### DATASET

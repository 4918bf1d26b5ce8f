//! Job records keyed by id, with lifecycle-checked transitions.

pub mod memory;
pub mod redis;

use async_trait::async_trait;
use std::collections::BTreeMap;
use std::sync::Arc;
use std::time::Duration;
use tokio::sync::broadcast;
use uuid::Uuid;

use crate::models::job::{InvalidTransition, Job, JobEvent, JobStatus, Transition};
use crate::models::worker::WorkerSnapshot;

pub use self::memory::MemoryJobStore;
pub use self::redis::RedisJobStore;

/// Persistence for job records.
///
/// `transition` is the only way to change a stored record. Implementations
/// serialize transitions per job id and apply them through [`Job::apply`],
/// so the lifecycle holds no matter how many processes write concurrently.
#[async_trait]
pub trait JobStore: Send + Sync {
    /// Store a new record. Fails with [`StoreError::Duplicate`] if the id exists.
    async fn insert(&self, job: &Job) -> Result<(), StoreError>;

    async fn get(&self, id: Uuid) -> Result<Option<Job>, StoreError>;

    /// Atomically apply `transition` and return the updated record.
    async fn transition(&self, id: Uuid, transition: &Transition) -> Result<Job, StoreError>;

    /// Newest first, optionally filtered by status.
    async fn list(&self, status: Option<JobStatus>, limit: usize) -> Result<Vec<Job>, StoreError>;

    /// Record executor snapshots keyed by worker name. Each entry disappears
    /// unless republished within `ttl`.
    async fn publish_workers(
        &self,
        workers: &BTreeMap<String, WorkerSnapshot>,
        ttl: Duration,
    ) -> Result<(), StoreError>;

    /// Unexpired snapshots from every process.
    async fn worker_snapshots(&self) -> Result<BTreeMap<String, WorkerSnapshot>, StoreError>;

    async fn health(&self) -> Result<(), StoreError>;

    fn describe(&self) -> String;
}

#[derive(Debug, thiserror::Error)]
pub enum StoreError {
    #[error("job {0} not found")]
    NotFound(Uuid),

    #[error("job {0} already exists")]
    Duplicate(Uuid),

    #[error(transparent)]
    Invalid(#[from] InvalidTransition),

    #[error("job {0} is being updated concurrently, giving up")]
    Conflict(Uuid),

    #[error("Redis error: {0}")]
    Redis(#[from] ::redis::RedisError),

    #[error("Serialization error: {0}")]
    Serialize(#[from] serde_json::Error),
}

/// Store plus the in-process push channel. Every write that goes through the
/// ledger is published as a [`JobEvent`] after it is applied.
#[derive(Clone)]
pub struct JobLedger {
    store: Arc<dyn JobStore>,
    events: broadcast::Sender<JobEvent>,
}

impl JobLedger {
    pub fn new(store: Arc<dyn JobStore>, capacity: usize) -> Self {
        let (events, _) = broadcast::channel(capacity.max(1));
        Self { store, events }
    }

    pub fn store(&self) -> &Arc<dyn JobStore> {
        &self.store
    }

    pub async fn create(&self, job: &Job) -> Result<(), StoreError> {
        self.store.insert(job).await?;
        self.publish(job);
        Ok(())
    }

    pub async fn get(&self, id: Uuid) -> Result<Option<Job>, StoreError> {
        self.store.get(id).await
    }

    pub async fn apply(&self, id: Uuid, transition: &Transition) -> Result<Job, StoreError> {
        let job = self.store.transition(id, transition).await?;
        self.publish(&job);
        Ok(job)
    }

    pub fn subscribe(&self) -> broadcast::Receiver<JobEvent> {
        self.events.subscribe()
    }

    fn publish(&self, job: &Job) {
        // No subscribers is the common case.
        let _ = self.events.send(JobEvent::from(job));
    }
}
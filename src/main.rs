use axum::routing::get;
use metrics_exporter_prometheus::PrometheusBuilder;
use std::sync::Arc;
use tower_http::compression::CompressionLayer;
use tower_http::cors::CorsLayer;
use tower_http::limit::RequestBodyLimitLayer;
use tower_http::trace::TraceLayer;
use tracing_subscriber::EnvFilter;

use raster_orchestrator::{
    app_state::{build_job_service, AppState},
    config::AppConfig,
    routes,
};

#[tokio::main]
async fn main() {
    // Initialize structured logging
    tracing_subscriber::fmt()
        .with_env_filter(
            EnvFilter::try_from_default_env().unwrap_or_else(|_| EnvFilter::new("info")),
        )
        .json()
        .init();

    // Load configuration from environment
    let config = AppConfig::from_env().expect("Failed to load configuration from environment");

    tracing::info!("Initializing raster orchestrator API");

    // Initialize Prometheus metrics recorder
    let prometheus_handle = PrometheusBuilder::new()
        .install_recorder()
        .expect("Failed to install Prometheus metrics recorder");
    let prometheus_handle = Arc::new(prometheus_handle);
    routes::metrics::describe();

    if config.embedded_workers {
        tracing::info!(executors = config.max_concurrent_jobs, "Starting embedded worker pool");
    } else {
        tracing::info!("Embedded workers disabled, jobs run in standalone worker processes");
    }
    let jobs = build_job_service(&config, config.embedded_workers)
        .expect("Failed to initialize job service");
    let state = AppState::new(jobs);

    let app = routes::router(state.clone())
        // Prometheus metrics endpoint (separate state)
        .route(
            "/metrics",
            get(routes::metrics::prometheus_metrics).with_state(prometheus_handle),
        )
        .layer(TraceLayer::new_for_http())
        .layer(CompressionLayer::new())
        .layer(CorsLayer::permissive())
        .layer(RequestBodyLimitLayer::new(1024 * 1024)); // 1 MB limit

    let listener = tokio::net::TcpListener::bind(&config.bind_addr)
        .await
        .expect("Failed to bind to address");

    tracing::info!("Server listening on {}", config.bind_addr);

    axum::serve(listener, app)
        .with_graceful_shutdown(shutdown_signal())
        .await
        .expect("Server error");

    state.jobs.shutdown().await;
    tracing::info!("Shutdown complete");
}

async fn shutdown_signal() {
    if let Err(e) = tokio::signal::ctrl_c().await {
        tracing::error!(error = %e, "Failed to listen for shutdown signal");
        std::future::pending::<()>().await;
    }
    tracing::info!("Shutdown signal received");
}
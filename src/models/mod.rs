pub mod job;
pub mod operation;
pub mod preview;
pub mod raster;
pub mod worker;
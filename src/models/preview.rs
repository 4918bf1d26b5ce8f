use serde::Serialize;

use crate::models::operation::{MosaicMethod, ResamplingMethod};
use crate::models::raster::{Bounds, CompatibilityReport, RasterMetadata, VectorMetadata};

#[derive(Debug, Clone, Serialize)]
pub struct ClipPreview {
    pub raster_info: RasterMetadata,
    pub vector_info: VectorMetadata,
    pub crs_match: bool,
    pub geometries_intersect: bool,
    pub estimated_output_bounds: Option<Bounds>,
    pub warnings: Vec<String>,
}

#[derive(Debug, Clone, Serialize)]
pub struct ReprojectPreview {
    pub raster_info: RasterMetadata,
    pub current_crs: String,
    pub target_crs: String,
    pub needs_reprojection: bool,
    pub warnings: Vec<String>,
}

#[derive(Debug, Clone, Copy, Serialize, PartialEq, Eq)]
#[serde(rename_all = "snake_case")]
pub enum ResampleDirection {
    Upsampling,
    Downsampling,
    NoChange,
}

#[derive(Debug, Clone, Serialize)]
pub struct ResamplePreview {
    pub raster_info: RasterMetadata,
    pub current_resolution_x: f64,
    pub current_resolution_y: f64,
    pub current_resolution: f64,
    pub target_resolution: f64,
    pub scale_factor_x: f64,
    pub scale_factor_y: f64,
    pub operation_type: ResampleDirection,
    pub new_width: u64,
    pub new_height: u64,
    pub pixel_count_ratio: f64,
    pub warnings: Vec<String>,
    pub supported_methods: Vec<ResamplingMethod>,
}

#[derive(Debug, Clone, Serialize)]
pub struct MosaicPreview {
    pub total_files: usize,
    pub valid_files: Vec<String>,
    pub missing_files: Vec<String>,
    pub compatibility: CompatibilityReport,
    pub combined_bounds: Option<Bounds>,
    pub total_area: f64,
    pub estimated_width: Option<u64>,
    pub estimated_height: Option<u64>,
    pub supported_methods: Vec<MosaicMethod>,
    pub recommendations: Vec<String>,
}
//! Raster and vector fixtures shared by the integration tests

use raster_orchestrator::models::raster::{Bounds, GeoTransform, RasterMetadata, VectorMetadata};

/// A raster the fake backend reports metadata for.
#[derive(Debug, Clone)]
pub struct RasterFixture {
    pub path: &'static str,
    pub crs: &'static str,
    /// `[min_x, min_y, max_x, max_y]`
    pub bounds: [f64; 4],
    pub pixel_size: f64,
    pub band_count: u32,
    pub dtype: &'static str,
    pub nodata: Option<f64>,
    pub description: &'static str,
}

impl RasterFixture {
    pub fn metadata(&self) -> RasterMetadata {
        let bounds = Bounds::from(self.bounds);
        RasterMetadata {
            crs: self.crs.to_string(),
            width: (bounds.width() / self.pixel_size).round() as u32,
            height: (bounds.height() / self.pixel_size).round() as u32,
            transform: GeoTransform::north_up(bounds.min_x, bounds.max_y, self.pixel_size),
            bounds,
            band_count: self.band_count,
            dtype: self.dtype.to_string(),
            nodata: self.nodata,
        }
    }
}

pub const ORTHO: RasterFixture = RasterFixture {
    path: "ortho.tif",
    crs: "EPSG:31983",
    bounds: [0.0, 0.0, 1000.0, 800.0],
    pixel_size: 1.0,
    band_count: 3,
    dtype: "uint8",
    nodata: None,
    description: "1 m RGB orthophoto, 1000x800",
};

pub const TILE_A: RasterFixture = RasterFixture {
    path: "tiles/a.tif",
    crs: "EPSG:31983",
    bounds: [0.0, 0.0, 100.0, 100.0],
    pixel_size: 0.5,
    band_count: 3,
    dtype: "uint8",
    nodata: Some(0.0),
    description: "West tile, RGB",
};

pub const TILE_B: RasterFixture = RasterFixture {
    path: "tiles/b.tif",
    crs: "EPSG:31983",
    bounds: [100.0, 0.0, 200.0, 100.0],
    pixel_size: 0.5,
    band_count: 3,
    dtype: "uint8",
    nodata: Some(0.0),
    description: "East tile, RGB, same grid as west",
};

pub const TILE_B_RGBA: RasterFixture = RasterFixture {
    path: "tiles/b_rgba.tif",
    crs: "EPSG:31983",
    bounds: [100.0, 0.0, 200.0, 100.0],
    pixel_size: 0.5,
    band_count: 4,
    dtype: "uint8",
    nodata: Some(0.0),
    description: "East tile with an alpha band",
};

pub const TILE_WGS84: RasterFixture = RasterFixture {
    path: "tiles/c_wgs84.tif",
    crs: "EPSG:4326",
    bounds: [-46.7, -23.6, -46.6, -23.5],
    pixel_size: 0.0001,
    band_count: 3,
    dtype: "uint8",
    nodata: Some(0.0),
    description: "Geographic tile, different CRS",
};

pub const SMALL: RasterFixture = RasterFixture {
    path: "small.tif",
    crs: "EPSG:31983",
    bounds: [0.0, 0.0, 5.0, 5.0],
    pixel_size: 1.0,
    band_count: 1,
    dtype: "float32",
    nodata: None,
    description: "5x5 single band raster",
};

pub fn vector(crs: &str, bounds: [f64; 4]) -> VectorMetadata {
    VectorMetadata {
        crs: crs.to_string(),
        bounds: Bounds::from(bounds),
        feature_count: 1,
        geometry_type: Some("Polygon".to_string()),
    }
}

### THE TASK
Please work out how many lines of the records contain "JobStatus" and give only that number.

### TASK SOLUTION
2